Our Mind Seems Counterproductive

I listen to a lot of science podcasts, and really love the discoveries, new ways of thinking about the world, and better understandings of the world that we gain from science. Science is a process that strives to be rational and to build on previous knowledge to better understand an objective reality. What is also interesting about science, is that it operates against the way our brains want to work. As much as I love science and as much as I want to be scientific in my thinking and approaches to the world, I understand that a great deal that shapes human beings and the world we build is not rational and seems counterproductive when viewed through a rational lens.

 

Part of the explanation for our minds being so irrational might be explained by Kevin Simler and Robin Hanson in their book The Elephant in the Brain. The authors describe one reason for why our brains evolved to be as complex and irrational as they are: we evolved to be political and deceptive creatures, not to be rational and objective creatures with a comprehensive view of reality. “Here’s the puzzle:” write Simler and Hanson, “we don’t just deceive others; we also deceive ourselves. Our minds habitually distort or ignore critical information in ways that seem, on the face of it, counterproductive. Our mental processes act in bad faith, perverting or degrading our picture of the world.”

 

We act so irrationally and have such an incorrect view of the world according to Simler and Hanson because it helped our ancestors to be more deceptive and to survive. If you wish to tell a white lie to someone or if you really want to appear sincere in your thoughts and actions, it is much easier if you believe the things you are lying about. If you know you are lying and acting in bad faith, you have to be a really good actor or poker player to convince everyone else. We actually benefit if our brains fail to recognize exactly what is driving us and help us systematically not recognize inconvenient truths.

 

For example, I use Strava, a social media platform geared toward runners and cyclists. The app allows us to upload our GPS data from our runs and bike rides and to compare our routes and see who went the fastest along a particular street or who ran up a trail the fastest. At a base level I know that I am using the app because it allows me show off to other people just how good of a runner I am. But if you asked me at any given point why I upload all my workouts to Strava, I would tell you a story about wanting to keep up with friends, wanting to discover new places to go running, and about the data that I can get to analyze my performance. The first story doesn’t look so great for me, but the second one makes me sound social and intelligent.
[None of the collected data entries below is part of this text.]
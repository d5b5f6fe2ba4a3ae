//! Failure reporting for the host test harness.
//!
//! # Design
//! Rust's test harness only knows "the test panicked". `TestContext` layers
//! the two kinds of failure the builder needs on top of that: `fatal` panics
//! at once and stops the test, `error` records the failure and lets the test
//! carry on so later checks still report. A context holding recorded errors
//! panics when it is dropped, which fails the test at its end.

use std::fmt;
use std::thread;

use parking_lot::Mutex;
use tracing::error;

#[derive(Debug)]
pub struct TestContext {
    name: String,
    errors: Mutex<Vec<String>>,
}

impl TestContext {
    pub fn new(name: impl Into<String>) -> Self {
        Self {
            name: name.into(),
            errors: Mutex::new(Vec::new()),
        }
    }

    pub fn name(&self) -> &str {
        &self.name
    }

    /// Record a non-fatal failure.
    pub fn error(&self, message: impl fmt::Display) {
        let message = message.to_string();
        error!(test = %self.name, "{message}");
        self.errors.lock().push(message);
    }

    /// Fail the test now. Errors recorded earlier are included in the
    /// panic message.
    #[track_caller]
    pub fn fatal(&self, message: impl fmt::Display) -> ! {
        let earlier = std::mem::take(&mut *self.errors.lock());
        let mut text = format!("{}: {message}", self.name);
        for e in earlier {
            text.push_str("\n  earlier: ");
            text.push_str(&e);
        }
        panic!("{text}");
    }

    pub fn failed(&self) -> bool {
        !self.errors.lock().is_empty()
    }

    /// Remove and return the recorded errors. A context emptied this way
    /// no longer fails on drop.
    pub fn take_errors(&self) -> Vec<String> {
        std::mem::take(&mut *self.errors.lock())
    }
}

impl Drop for TestContext {
    fn drop(&mut self) {
        if thread::panicking() {
            return;
        }
        let errors = self.take_errors();
        if !errors.is_empty() {
            panic!("{} failed:\n{}", self.name, errors.join("\n"));
        }
    }
}

#[cfg(test)]
mod tests {
    use super::*;

    #[test]
    fn errors_are_recorded_without_stopping() {
        let ctx = TestContext::new("soft");
        ctx.error("first");
        ctx.error(format_args!("second {}", 2));
        assert!(ctx.failed());
        assert_eq!(ctx.take_errors(), vec!["first", "second 2"]);
        assert!(!ctx.failed());
    }

    #[test]
    #[should_panic(expected = "hard: boom")]
    fn fatal_panics_with_test_name() {
        let ctx = TestContext::new("hard");
        ctx.fatal("boom");
    }

    #[test]
    #[should_panic(expected = "earlier: soft one")]
    fn fatal_includes_earlier_errors() {
        let ctx = TestContext::new("mixed");
        ctx.error("soft one");
        ctx.fatal("hard one");
    }

    #[test]
    #[should_panic(expected = "dropped failed:\nleft over")]
    fn drop_with_errors_fails_the_test() {
        let ctx = TestContext::new("dropped");
        ctx.error("left over");
    }

    #[test]
    fn clean_drop_does_not_panic() {
        let _ctx = TestContext::new("clean");
    }
}
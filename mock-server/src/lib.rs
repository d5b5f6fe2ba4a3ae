use std::collections::BTreeMap;
use std::io::Cursor;
use std::time::Duration;

use axum::{
    body::Bytes,
    extract::Path,
    http::{header, HeaderMap, Method, StatusCode, Uri},
    response::{IntoResponse, Response},
    routing::{any, get},
    Json, Router,
};
use base64::{engine::general_purpose::STANDARD, Engine};
use image::{codecs::gif::GifEncoder, DynamicImage, Frame, ImageFormat, Rgba, RgbaImage};
use serde::{Deserialize, Serialize};
use tokio::net::TcpListener;

/// Credentials `/user` accepts.
pub const USER: &str = "octocat";
pub const PASSWORD: &str = "hunter2";

/// Longest delay `/delay/{ms}` will honour.
pub const MAX_DELAY_MS: u64 = 10_000;

/// Body returned for missing or wrong credentials.
#[derive(Clone, Debug, Default, PartialEq, Serialize, Deserialize)]
pub struct ApiError {
    pub message: String,
    pub documentation_url: String,
}

#[derive(Clone, Debug, PartialEq, Serialize, Deserialize)]
pub struct User {
    pub login: String,
}

#[derive(Clone, Debug, PartialEq, Serialize, Deserialize)]
pub struct StatusBody {
    pub status: u16,
}

#[derive(Clone, Debug, PartialEq, Serialize, Deserialize)]
pub struct Delayed {
    pub delayed_ms: u64,
}

/// What `/echo` saw.
#[derive(Clone, Debug, Default, PartialEq, Serialize, Deserialize)]
pub struct Echo {
    pub method: String,
    pub path: String,
    pub query: Option<String>,
    pub headers: BTreeMap<String, Vec<String>>,
    pub body: String,
}

pub fn app() -> Router {
    Router::new()
        .route("/", get(user))
        .route("/user", get(user))
        .route("/status/{code}", get(status))
        .route("/delay/{ms}", get(delay))
        .route("/images/{format}", get(image_fixture))
        .route("/echo", any(echo))
}

pub async fn run(listener: TcpListener) -> Result<(), std::io::Error> {
    axum::serve(listener, app()).await
}

pub fn bad_credentials() -> ApiError {
    ApiError {
        message: "Bad credentials".to_string(),
        documentation_url: "https://developer.github.com/v3".to_string(),
    }
}

async fn user(headers: HeaderMap) -> Response {
    let expected = format!("Basic {}", STANDARD.encode(format!("{USER}:{PASSWORD}")));
    let authorized = headers
        .get(header::AUTHORIZATION)
        .and_then(|v| v.to_str().ok())
        .is_some_and(|v| v == expected);

    if authorized {
        Json(User {
            login: USER.to_string(),
        })
        .into_response()
    } else {
        (StatusCode::UNAUTHORIZED, Json(bad_credentials())).into_response()
    }
}

async fn status(Path(code): Path<u16>) -> Result<(StatusCode, Json<StatusBody>), StatusCode> {
    let status = StatusCode::from_u16(code).map_err(|_| StatusCode::BAD_REQUEST)?;
    Ok((status, Json(StatusBody { status: code })))
}

async fn delay(Path(ms): Path<u64>) -> Json<Delayed> {
    let ms = ms.min(MAX_DELAY_MS);
    tokio::time::sleep(Duration::from_millis(ms)).await;
    Json(Delayed { delayed_ms: ms })
}

async fn image_fixture(Path(format): Path<String>) -> Result<Response, StatusCode> {
    let (content_type, bytes) = match format.as_str() {
        "png" => ("image/png", encode_sample(ImageFormat::Png)),
        "jpeg" => ("image/jpeg", encode_sample(ImageFormat::Jpeg)),
        "gif" => ("image/gif", encode_sample(ImageFormat::Gif)),
        "broken" => ("image/png", Ok(b"\x89PNG but not really".to_vec())),
        _ => return Err(StatusCode::NOT_FOUND),
    };
    let bytes = bytes.map_err(|_| StatusCode::INTERNAL_SERVER_ERROR)?;
    Ok(([(header::CONTENT_TYPE, content_type)], bytes).into_response())
}

/// An 8x8 gradient in `format`.
pub fn encode_sample(format: ImageFormat) -> Result<Vec<u8>, image::ImageError> {
    let img = RgbaImage::from_fn(8, 8, |x, y| Rgba([(x * 32) as u8, (y * 32) as u8, 128, 255]));
    let mut out = Vec::new();
    match format {
        ImageFormat::Gif => GifEncoder::new(&mut out).encode_frame(Frame::new(img))?,
        ImageFormat::Jpeg => {
            DynamicImage::ImageRgb8(DynamicImage::ImageRgba8(img).to_rgb8())
                .write_to(&mut Cursor::new(&mut out), format)?
        }
        _ => DynamicImage::ImageRgba8(img).write_to(&mut Cursor::new(&mut out), format)?,
    }
    Ok(out)
}

async fn echo(method: Method, uri: Uri, headers: HeaderMap, body: Bytes) -> Json<Echo> {
    let mut echoed: BTreeMap<String, Vec<String>> = BTreeMap::new();
    for (name, value) in &headers {
        echoed
            .entry(name.as_str().to_string())
            .or_default()
            .push(String::from_utf8_lossy(value.as_bytes()).into_owned());
    }
    Json(Echo {
        method: method.to_string(),
        path: uri.path().to_string(),
        query: uri.query().map(str::to_string),
        headers: echoed,
        body: String::from_utf8_lossy(&body).into_owned(),
    })
}

#[cfg(test)]
mod tests {
    use super::*;

    #[test]
    fn bad_credentials_matches_github_shape() {
        let json = serde_json::to_value(bad_credentials()).unwrap();
        assert_eq!(json["message"], "Bad credentials");
        assert_eq!(json["documentation_url"], "https://developer.github.com/v3");
    }

    #[test]
    fn samples_decode_in_their_own_format() {
        for format in [ImageFormat::Png, ImageFormat::Jpeg, ImageFormat::Gif] {
            let bytes = encode_sample(format).unwrap();
            let img = image::load_from_memory_with_format(&bytes, format).unwrap();
            assert_eq!((img.width(), img.height()), (8, 8), "{format:?}");
        }
    }

    #[test]
    fn echo_defaults_are_empty() {
        let echo = Echo::default();
        assert!(echo.headers.is_empty());
        assert!(echo.query.is_none());
    }
}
I am inclined to tell myself that is why I use the app and to deny, even to myself, that I use it because I want to prove that I am a better runner than someone else or to show off to my casual running friends who might log-in and see that I went on a long run.

 

Our brains are not the scientifically rational things I wish they were, but in many ways that is important for us as we try to build coalitions and social groups to get things done. We connect in ways that are beyond rationality, and sometimes we need the generous (though often false) view of ourselves as good actors to help us get through the day. We can strive for more rationality in our thoughts and actions, but we should accept that we will only get so far, and we shouldn’t hate ourselves or anyone else for not always having the nice and pure motives that we present.